* [TO DO]: What is the number of lines below that contain the word "struct"? Give only that number.

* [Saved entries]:
* * * * *

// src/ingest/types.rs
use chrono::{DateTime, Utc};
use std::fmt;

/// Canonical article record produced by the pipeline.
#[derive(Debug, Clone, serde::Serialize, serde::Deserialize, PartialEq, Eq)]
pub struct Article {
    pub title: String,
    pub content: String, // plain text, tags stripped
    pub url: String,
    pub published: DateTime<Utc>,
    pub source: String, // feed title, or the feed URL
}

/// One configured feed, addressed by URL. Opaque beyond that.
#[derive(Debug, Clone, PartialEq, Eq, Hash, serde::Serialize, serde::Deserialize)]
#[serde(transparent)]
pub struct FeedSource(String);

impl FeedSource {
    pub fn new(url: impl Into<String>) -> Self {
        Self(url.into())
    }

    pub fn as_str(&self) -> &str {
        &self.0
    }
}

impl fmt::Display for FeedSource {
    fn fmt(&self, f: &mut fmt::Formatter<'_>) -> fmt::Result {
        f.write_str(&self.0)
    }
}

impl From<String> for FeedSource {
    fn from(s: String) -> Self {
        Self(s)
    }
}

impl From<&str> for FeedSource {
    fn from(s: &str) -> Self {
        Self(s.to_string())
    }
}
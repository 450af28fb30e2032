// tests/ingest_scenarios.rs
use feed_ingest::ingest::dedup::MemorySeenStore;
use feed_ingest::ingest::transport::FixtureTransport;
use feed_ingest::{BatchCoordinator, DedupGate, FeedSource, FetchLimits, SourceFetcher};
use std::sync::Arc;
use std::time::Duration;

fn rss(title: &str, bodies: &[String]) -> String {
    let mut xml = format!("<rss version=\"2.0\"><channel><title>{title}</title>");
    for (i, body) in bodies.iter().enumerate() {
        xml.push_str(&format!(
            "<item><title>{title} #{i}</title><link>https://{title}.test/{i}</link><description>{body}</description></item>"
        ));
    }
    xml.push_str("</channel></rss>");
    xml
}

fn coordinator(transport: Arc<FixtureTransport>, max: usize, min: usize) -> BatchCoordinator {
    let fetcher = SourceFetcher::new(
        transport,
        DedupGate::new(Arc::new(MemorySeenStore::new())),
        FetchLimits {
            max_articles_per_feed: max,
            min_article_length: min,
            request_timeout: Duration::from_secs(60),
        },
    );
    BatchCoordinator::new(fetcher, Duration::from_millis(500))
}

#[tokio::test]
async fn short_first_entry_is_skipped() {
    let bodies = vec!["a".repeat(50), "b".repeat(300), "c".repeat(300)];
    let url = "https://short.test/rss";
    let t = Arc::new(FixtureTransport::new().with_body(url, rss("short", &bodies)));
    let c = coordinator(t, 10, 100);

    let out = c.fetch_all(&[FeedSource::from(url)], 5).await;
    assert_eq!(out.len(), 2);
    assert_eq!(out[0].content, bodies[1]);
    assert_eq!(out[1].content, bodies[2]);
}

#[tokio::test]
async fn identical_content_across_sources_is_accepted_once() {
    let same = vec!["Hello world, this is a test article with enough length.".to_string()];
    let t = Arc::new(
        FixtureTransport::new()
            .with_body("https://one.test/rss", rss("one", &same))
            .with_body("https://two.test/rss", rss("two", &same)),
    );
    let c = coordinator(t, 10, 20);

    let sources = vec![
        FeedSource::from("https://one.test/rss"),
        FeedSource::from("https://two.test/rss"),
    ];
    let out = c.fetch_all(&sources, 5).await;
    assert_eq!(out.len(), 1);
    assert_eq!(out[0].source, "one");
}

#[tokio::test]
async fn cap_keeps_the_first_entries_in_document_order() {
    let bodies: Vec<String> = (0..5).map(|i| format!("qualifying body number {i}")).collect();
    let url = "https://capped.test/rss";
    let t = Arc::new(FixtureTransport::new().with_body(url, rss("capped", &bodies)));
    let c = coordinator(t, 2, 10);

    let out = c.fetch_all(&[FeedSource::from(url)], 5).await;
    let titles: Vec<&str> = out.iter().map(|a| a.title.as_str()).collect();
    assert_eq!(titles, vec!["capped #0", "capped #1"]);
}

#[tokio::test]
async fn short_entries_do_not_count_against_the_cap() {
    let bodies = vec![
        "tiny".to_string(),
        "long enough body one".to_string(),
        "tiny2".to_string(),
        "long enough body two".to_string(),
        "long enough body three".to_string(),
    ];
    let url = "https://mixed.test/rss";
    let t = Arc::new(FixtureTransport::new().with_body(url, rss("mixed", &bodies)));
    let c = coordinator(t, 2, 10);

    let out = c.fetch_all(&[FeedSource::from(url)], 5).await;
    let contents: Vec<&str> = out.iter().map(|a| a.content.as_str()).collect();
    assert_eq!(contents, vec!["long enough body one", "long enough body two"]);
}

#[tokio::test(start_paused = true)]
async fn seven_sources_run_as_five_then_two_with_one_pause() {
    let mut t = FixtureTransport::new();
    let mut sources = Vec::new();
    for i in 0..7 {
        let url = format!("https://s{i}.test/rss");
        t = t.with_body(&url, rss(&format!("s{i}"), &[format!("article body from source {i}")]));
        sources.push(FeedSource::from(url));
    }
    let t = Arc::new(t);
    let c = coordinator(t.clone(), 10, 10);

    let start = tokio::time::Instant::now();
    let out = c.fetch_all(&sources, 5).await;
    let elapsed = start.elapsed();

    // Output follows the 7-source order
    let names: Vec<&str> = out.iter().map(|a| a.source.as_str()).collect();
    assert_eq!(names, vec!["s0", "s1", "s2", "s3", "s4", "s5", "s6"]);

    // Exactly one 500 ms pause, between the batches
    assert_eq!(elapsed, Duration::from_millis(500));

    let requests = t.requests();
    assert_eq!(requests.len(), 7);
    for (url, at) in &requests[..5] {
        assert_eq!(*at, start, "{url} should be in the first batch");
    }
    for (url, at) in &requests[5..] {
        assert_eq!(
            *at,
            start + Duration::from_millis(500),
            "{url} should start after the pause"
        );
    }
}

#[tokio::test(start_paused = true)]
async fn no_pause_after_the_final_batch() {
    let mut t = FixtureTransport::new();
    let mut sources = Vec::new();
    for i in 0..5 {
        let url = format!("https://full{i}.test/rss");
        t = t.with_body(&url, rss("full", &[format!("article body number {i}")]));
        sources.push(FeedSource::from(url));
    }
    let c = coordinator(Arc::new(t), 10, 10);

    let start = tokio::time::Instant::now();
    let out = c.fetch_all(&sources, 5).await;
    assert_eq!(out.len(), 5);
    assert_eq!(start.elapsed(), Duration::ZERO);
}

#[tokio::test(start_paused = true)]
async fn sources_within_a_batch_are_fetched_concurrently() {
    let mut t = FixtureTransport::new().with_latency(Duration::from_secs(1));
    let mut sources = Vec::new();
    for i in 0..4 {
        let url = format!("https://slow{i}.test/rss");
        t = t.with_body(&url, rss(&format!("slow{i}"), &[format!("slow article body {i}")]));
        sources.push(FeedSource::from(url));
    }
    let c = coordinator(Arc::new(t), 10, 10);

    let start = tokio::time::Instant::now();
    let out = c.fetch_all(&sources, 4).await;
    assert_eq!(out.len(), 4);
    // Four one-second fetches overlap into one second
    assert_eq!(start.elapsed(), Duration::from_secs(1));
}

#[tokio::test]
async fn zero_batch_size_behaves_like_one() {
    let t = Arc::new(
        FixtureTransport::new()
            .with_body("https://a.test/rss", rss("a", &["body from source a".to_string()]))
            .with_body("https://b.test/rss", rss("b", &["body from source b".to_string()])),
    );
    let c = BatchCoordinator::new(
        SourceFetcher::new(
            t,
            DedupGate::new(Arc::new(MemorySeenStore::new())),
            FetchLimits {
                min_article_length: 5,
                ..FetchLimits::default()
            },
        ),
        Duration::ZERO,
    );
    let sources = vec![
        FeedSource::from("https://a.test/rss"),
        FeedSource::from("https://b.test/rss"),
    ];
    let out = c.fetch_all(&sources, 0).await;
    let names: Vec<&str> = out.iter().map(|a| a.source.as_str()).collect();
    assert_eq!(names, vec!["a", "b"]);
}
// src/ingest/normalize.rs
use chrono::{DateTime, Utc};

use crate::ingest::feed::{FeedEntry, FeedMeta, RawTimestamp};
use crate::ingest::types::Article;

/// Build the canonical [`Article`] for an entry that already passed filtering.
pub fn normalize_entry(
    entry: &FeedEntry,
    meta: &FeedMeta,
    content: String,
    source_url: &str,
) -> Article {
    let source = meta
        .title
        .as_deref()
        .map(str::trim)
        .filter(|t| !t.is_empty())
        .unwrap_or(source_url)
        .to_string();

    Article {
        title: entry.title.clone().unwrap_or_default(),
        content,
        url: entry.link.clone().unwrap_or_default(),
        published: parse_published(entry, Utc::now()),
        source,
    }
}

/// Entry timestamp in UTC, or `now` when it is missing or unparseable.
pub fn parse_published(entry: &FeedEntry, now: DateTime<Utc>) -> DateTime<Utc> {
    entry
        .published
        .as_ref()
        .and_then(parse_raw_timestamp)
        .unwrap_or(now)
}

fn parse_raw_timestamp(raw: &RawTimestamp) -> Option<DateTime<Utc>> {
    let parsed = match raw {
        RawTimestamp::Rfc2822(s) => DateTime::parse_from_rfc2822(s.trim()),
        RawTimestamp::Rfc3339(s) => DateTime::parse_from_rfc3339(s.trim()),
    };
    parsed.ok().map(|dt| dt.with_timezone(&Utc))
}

* * * * *

* [RESPONSE FOR THIS EXERCISE]: 2